Carotid intima‐media thickening is induced by low flow: roles for IL‐18 and Mif

Carotid intima‐media thickening (IMT) is a form of vascular remodeling that has a strong genetic component. Recently, we discovered that SJL mice respond to decreased carotid blood flow by IMT that was 30‐fold greater than C3H mice. Thus, we hypothesized that IMT in SJL mice is associated with inflammation. We compared vascular remodeling among 2 “small” IMT (C3H/HeJ and C3HeB/FeJ) and 2 “big” IMT (FVB/NJ and SJL/J) inbred strains of mice. Quantitative immunohistochemistry showed a dramatic increase in inflammatory cells measured by CD45 (~130‐fold) and in the SJL compared to other strains.

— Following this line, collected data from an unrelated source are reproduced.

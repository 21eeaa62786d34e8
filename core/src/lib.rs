//! # Panics as values
//!
//! `safely-core` is the small piece of `safely` that talks to the unwinding
//! machinery directly. It does two things:
//!
//! - [`try_intercept`] / [`intercept`] run a closure and hand back any panic it
//!   raised as a [`CapturedException`] instead of letting it unwind further.
//! - [`set_uncaught_exception_handler`] / [`clear_uncaught_exception_handler`]
//!   manage a single process-wide callback that observes panics escaping every
//!   interception boundary, right before the default hook runs and the thread
//!   (or process) goes down.
//!
//! Both rely on one panic hook installed by [`init`], which is called lazily by
//! the functions above. Installing another hook with [`std::panic::set_hook`]
//! afterwards disconnects the uncaught handler and the fault-site details.

#![allow(clippy::uninlined_format_args)]

mod captured;
mod hook;
mod intercept;
mod registry;
pub mod util;

pub use captured::{CapturedException, FaultSite};
pub use intercept::{intercept, try_intercept};
pub use registry::{
    clear_uncaught_exception_handler, has_uncaught_exception_handler,
    set_uncaught_exception_handler, UncaughtExceptionHandler,
};

/// Install the panic hook dispatcher now, instead of on first use.
///
/// Call it early in `main` so that panics raised before the first
/// interception are already routed through the dispatcher.
pub fn init() {
    hook::install();
}

/// Whether the dispatcher has been installed in this process.
pub fn is_initialized() -> bool {
    hook::is_installed()
}

#[cfg(test)]
pub(crate) mod test_util {
    use std::io;
    use std::sync::Arc;

    use parking_lot::Mutex;

    /// Serialises tests that install handlers or let panics escape.
    pub static GLOBAL: Mutex<()> = parking_lot::const_mutex(());

    /// Panic on a fresh thread, outside any interception boundary.
    pub fn spawn_panic(reason: &'static str) -> std::thread::Result<()> {
        std::thread::spawn(move || panic!("{}", reason)).join()
    }

    /// In-memory sink for `tracing-subscriber` output.
    #[derive(Clone, Default)]
    pub struct LogBuffer(Arc<Mutex<Vec<u8>>>);

    impl LogBuffer {
        pub fn contents(&self) -> String {
            String::from_utf8_lossy(&self.0.lock()).into_owned()
        }

        pub fn subscriber(&self) -> impl tracing::Subscriber + Send + Sync {
            let sink = self.clone();
            tracing_subscriber::fmt()
                .with_max_level(tracing::Level::TRACE)
                .with_ansi(false)
                .with_writer(move || sink.clone())
                .finish()
        }
    }

    impl io::Write for LogBuffer {
        fn write(&mut self, buf: &[u8]) -> io::Result<usize> {
            self.0.lock().extend_from_slice(buf);
            Ok(buf.len())
        }

        fn flush(&mut self) -> io::Result<()> {
            Ok(())
        }
    }
}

Microarray profiling of inflammatory gene mRNAs from carotids showed significant 2‐fold increases in IL‐18 and Mif gene expression in SJL compared to C3HeB/FeJ. Increased expression of these genes was confirmed by both quantitative RT‐PCR and immunohistochemistry. Furthermore, greater cell proliferation in the intima of SJL accounted for increased IMT, while a higher level of apoptosis and a lower level of proliferation were observed in C3HeB/FeJ. The present study indicates that increased expression of Mif and IL‐18 cytokines is associated with IMT in SJL mice, likely by stimulating inflammation and proliferation. Supported by NIH grant HL‐62836 to BCB.